We did the food training exercises very similar to what someone else wrote. That is extremely important for re-establishing who's in charge.

Some things to add: Keep the dog off the furniture, make sure that your child sits on your lap or closest to you. This is a pack thing...whoever is closest to Alpha or Alpha #2 is higher up. Alpha needs to re-order the pack.

During YOUR meals no dogs allowed to beg--don't even let them be near you! Stare them down, tell them no or make them sit in the corner. Do not give any dog a bite from human food or even lick the plate. Again, this is related to pack dominance and will help establish the order of things.

Dog's meal--YOU are in charge, let your little girl give him morsel by morsel his food. Make him wait. Keep following the other poster's directions about what to do.

Naps/Night time--don't let the dog sleep on the bed, especially if the child is in it. Make a bed on the floor for the dog and tell her to stay in it. This is the pack thing again. As the pack order is re-established, these rules can be relaxed but if things get rough again you have to take charge.

What worked for us w/nipping: AS SOON AS IT HAPPENS (immediately, NO TIME LAPSE) grab your puppy's schnoz and stick your finger down his throat until he gags. Let go. Tell him no at the same time you're doing this. We only had to do this ONCE with our golden retriever very long ago and she never snapped again.
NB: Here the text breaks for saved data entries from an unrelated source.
//! Test data builders for packages and boxes

use courier_core::{Dimensions, Package, PackingType, PickupBox};

/// Builder for creating test packages
pub struct PackageBuilder {
    dimensions: Dimensions,
    weight: f64,
    packing_type: PackingType,
}

impl PackageBuilder {
    pub fn new() -> Self {
        Self {
            dimensions: Dimensions::new(10, 10, 1),
            weight: 1.0,
            packing_type: PackingType::Box,
        }
    }

    pub fn with_dimensions(mut self, length: u32, width: u32, height: u32) -> Self {
        self.dimensions = Dimensions::new(length, width, height);
        self
    }

    pub fn with_weight(mut self, weight: f64) -> Self {
        self.weight = weight;
        self
    }

    pub fn with_packing_type(mut self, packing_type: PackingType) -> Self {
        self.packing_type = packing_type;
        self
    }

    pub fn build(self) -> Package {
        Package::new(self.dimensions, self.weight, self.packing_type)
    }
}

impl Default for PackageBuilder {
    fn default() -> Self {
        Self::new()
    }
}

/// 生成 `count` 个默认包裹
pub fn package_batch(count: usize) -> Vec<Package> {
    (0..count).map(|_| PackageBuilder::new().build()).collect()
}

/// 生成指定重量的包裹，顺序与输入一致
pub fn packages_with_weights(weights: &[f64]) -> Vec<Package> {
    weights
        .iter()
        .map(|w| PackageBuilder::new().with_weight(*w).build())
        .collect()
}

/// 用默认容量装好的一箱
pub fn box_of(packages: Vec<Package>) -> PickupBox {
    let capacity = packages.len().max(PickupBox::DEFAULT_CAPACITY);
    match PickupBox::new(packages, capacity) {
        Ok(pickup_box) => pickup_box,
        Err(e) => panic!("构造测试箱子失败: {e}"),
    }
}
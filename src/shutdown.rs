use tokio::signal;
use tracing::{error, info};

/// 等待 Ctrl+C 或 SIGTERM
pub async fn wait_for_shutdown_signal() {
    let ctrl_c = async {
        if let Err(e) = signal::ctrl_c().await {
            error!("安装Ctrl+C信号处理器失败: {}", e);
            std::future::pending::<()>().await;
        }
    };

    #[cfg(unix)]
    let terminate = async {
        match signal::unix::signal(signal::unix::SignalKind::terminate()) {
            Ok(mut signal) => {
                signal.recv().await;
            }
            Err(e) => {
                error!("安装SIGTERM信号处理器失败: {}", e);
                std::future::pending::<()>().await;
            }
        }
    };

    #[cfg(not(unix))]
    let terminate = std::future::pending::<()>();

    tokio::select! {
        _ = ctrl_c => {
            info!("收到Ctrl+C信号");
        },
        _ = terminate => {
            info!("收到SIGTERM信号");
        },
    }
}
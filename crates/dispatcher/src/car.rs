use std::collections::VecDeque;
use std::sync::{Arc, Mutex, MutexGuard, PoisonError};
use std::time::Duration;

use tokio::sync::mpsc::{Receiver, UnboundedSender};
use tracing::{debug, info, trace};

use courier_core::{DeliveryAttempt, DeliveryOutcome, DrawSource, Package, PickupBox};

use crate::delivery::DeliveryOdds;

/// 车队共享的箱子接收端
pub type SharedBoxReceiver = Arc<tokio::sync::Mutex<Receiver<PickupBox>>>;

/// 投递中的箱子
///
/// `remaining` 是尚未得出结果的包裹，`outcome` 是已经分类的包裹。
#[derive(Debug, Default)]
pub struct InFlight {
    pub outcome: DeliveryOutcome,
    pub remaining: VecDeque<Package>,
}

impl InFlight {
    /// 把未投递的包裹并入重新投递
    pub fn into_outcome(self) -> DeliveryOutcome {
        let mut outcome = self.outcome;
        outcome.redelivery.extend(self.remaining);
        outcome
    }
}

/// 单辆车的在途账本
///
/// 车辆任务被中止时，调度器从账本取回未完成的包裹。
#[derive(Debug, Clone, Default)]
pub struct InFlightLedger {
    inner: Arc<Mutex<Option<InFlight>>>,
}

impl InFlightLedger {
    pub fn new() -> Self {
        Self::default()
    }

    fn lock(&self) -> MutexGuard<'_, Option<InFlight>> {
        self.inner.lock().unwrap_or_else(PoisonError::into_inner)
    }

    fn begin(&self, packages: Vec<Package>) {
        *self.lock() = Some(InFlight {
            outcome: DeliveryOutcome::new(),
            remaining: packages.into(),
        });
    }

    fn is_settled(&self) -> bool {
        self.lock()
            .as_ref()
            .map_or(true, |in_flight| in_flight.remaining.is_empty())
    }

    /// 把队首包裹归入对应结果
    fn settle(&self, attempt: DeliveryAttempt) {
        let mut guard = self.lock();
        let Some(in_flight) = guard.as_mut() else {
            return;
        };
        let Some(package) = in_flight.remaining.pop_front() else {
            return;
        };

        match attempt {
            DeliveryAttempt::Delivered => in_flight.outcome.delivered.push(package),
            DeliveryAttempt::IncorrectAddress => in_flight.outcome.incorrect.push(package),
            DeliveryAttempt::VehicleFault => in_flight.outcome.redelivery.push(package),
        }
    }

    fn finish(&self) -> DeliveryOutcome {
        self.take().map(InFlight::into_outcome).unwrap_or_default()
    }

    /// 取走在途箱子，没有时返回 `None`
    pub fn take(&self) -> Option<InFlight> {
        self.lock().take()
    }

    pub fn is_idle(&self) -> bool {
        self.lock().is_none()
    }
}

/// 投递车
///
/// 一次处理一个箱子，按箱内顺序逐个投递。
pub struct DeliveryCar {
    id: usize,
    odds: DeliveryOdds,
    transit_delay: Duration,
    draws: Box<dyn DrawSource>,
    ledger: InFlightLedger,
}

impl DeliveryCar {
    pub fn new(
        id: usize,
        odds: DeliveryOdds,
        transit_delay: Duration,
        draws: Box<dyn DrawSource>,
    ) -> Self {
        Self {
            id,
            odds,
            transit_delay,
            draws,
            ledger: InFlightLedger::new(),
        }
    }

    pub fn id(&self) -> usize {
        self.id
    }

    pub fn ledger(&self) -> InFlightLedger {
        self.ledger.clone()
    }

    /// 投递一个箱子
    ///
    /// 车辆故障后本箱剩余包裹全部进入重新投递，不再抽取随机数。
    pub async fn deliver(&mut self, pickup_box: PickupBox) -> DeliveryOutcome {
        self.ledger.begin(pickup_box.into_packages());
        let mut faulted = false;

        while !self.ledger.is_settled() {
            let attempt = if faulted {
                DeliveryAttempt::VehicleFault
            } else {
                self.odds.classify(self.draws.draw())
            };

            match attempt {
                DeliveryAttempt::Delivered => {
                    if !self.transit_delay.is_zero() {
                        tokio::time::sleep(self.transit_delay).await;
                    }
                }
                DeliveryAttempt::IncorrectAddress => {
                    trace!("车辆 {} 遇到错误地址", self.id);
                }
                DeliveryAttempt::VehicleFault if !faulted => {
                    debug!("车辆 {} 发生故障, 本箱剩余包裹转为重新投递", self.id);
                    faulted = true;
                }
                DeliveryAttempt::VehicleFault => {}
            }

            self.ledger.settle(attempt);
        }

        self.ledger.finish()
    }

    /// 从车队队列取箱子投递，直到队列关闭或结果流断开
    pub async fn run(
        mut self,
        boxes: SharedBoxReceiver,
        results: UnboundedSender<DeliveryOutcome>,
    ) {
        info!("投递车 {} 出发", self.id);

        loop {
            let next = {
                let mut receiver = boxes.lock().await;
                receiver.recv().await
            };
            let Some(pickup_box) = next else {
                break;
            };

            let outcome = self.deliver(pickup_box).await;
            debug!(
                "投递车 {} 完成一箱: 成功 {}, 地址错误 {}, 重新投递 {}",
                self.id,
                outcome.delivered.len(),
                outcome.incorrect.len(),
                outcome.redelivery.len()
            );

            if results.send(outcome).is_err() {
                break;
            }
        }

        info!("投递车 {} 收车", self.id);
    }
}
use rand::rngs::StdRng;
use rand::{Rng, SeedableRng};

/// 投递故障注入使用的随机数来源，每次返回 `[0, 1)` 内的值
pub trait DrawSource: Send {
    fn draw(&mut self) -> f64;
}

/// 基于 `StdRng` 的随机来源
#[derive(Debug, Clone)]
pub struct RandomDraws {
    rng: StdRng,
}

impl RandomDraws {
    pub fn from_entropy() -> Self {
        Self {
            rng: StdRng::from_os_rng(),
        }
    }

    pub fn seeded(seed: u64) -> Self {
        Self {
            rng: StdRng::seed_from_u64(seed),
        }
    }
}

impl DrawSource for RandomDraws {
    fn draw(&mut self) -> f64 {
        self.rng.random::<f64>()
    }
}
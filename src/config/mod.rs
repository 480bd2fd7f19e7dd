// Copyright (c) 2025 Steve Wagner (ciroque@live.com)
// SPDX-License-Identifier: MIT

mod loader;

pub mod consts;

pub use loader::{load_config, Config, GreetingConfig};
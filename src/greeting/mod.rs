// Copyright (c) 2025 Steve Wagner (ciroque@live.com)
// SPDX-License-Identifier: MIT

//! The greeting emitter: a message held by value and written to stdout on demand.

mod emitter;

pub use emitter::Greeting;
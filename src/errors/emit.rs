// Copyright (c) 2025 Steve Wagner (ciroque@live.com)
// SPDX-License-Identifier: MIT

use std::io;
use thiserror::Error;

/// Failure while writing a greeting to its output.
///
/// The program itself has no recoverable failure paths; this only surfaces
/// platform-level trouble with the output stream (closed pipe, full disk).
#[derive(Error, Debug)]
pub enum EmitError {
    /// Writing or flushing the output stream failed.
    #[error("Failed to write greeting")]
    Write {
        #[from]
        source: io::Error,
    },
}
With our doxie we had to do it twice (they are very stubborn!).

Whatever you do, don't play tug-of-war w/the dog either. A dog who is struggling w/dominance should never be indulged this game with humans.

Last time our doxie nearly snapped at our youngest son (he's 12 now), he grabbed her schnoz and she immediately rolled onto her back and submitted to him. He told her NO at the same time, she got the message and no problems since then.

HTH--remember the key is to be patient, be consistent and keep the pack order established.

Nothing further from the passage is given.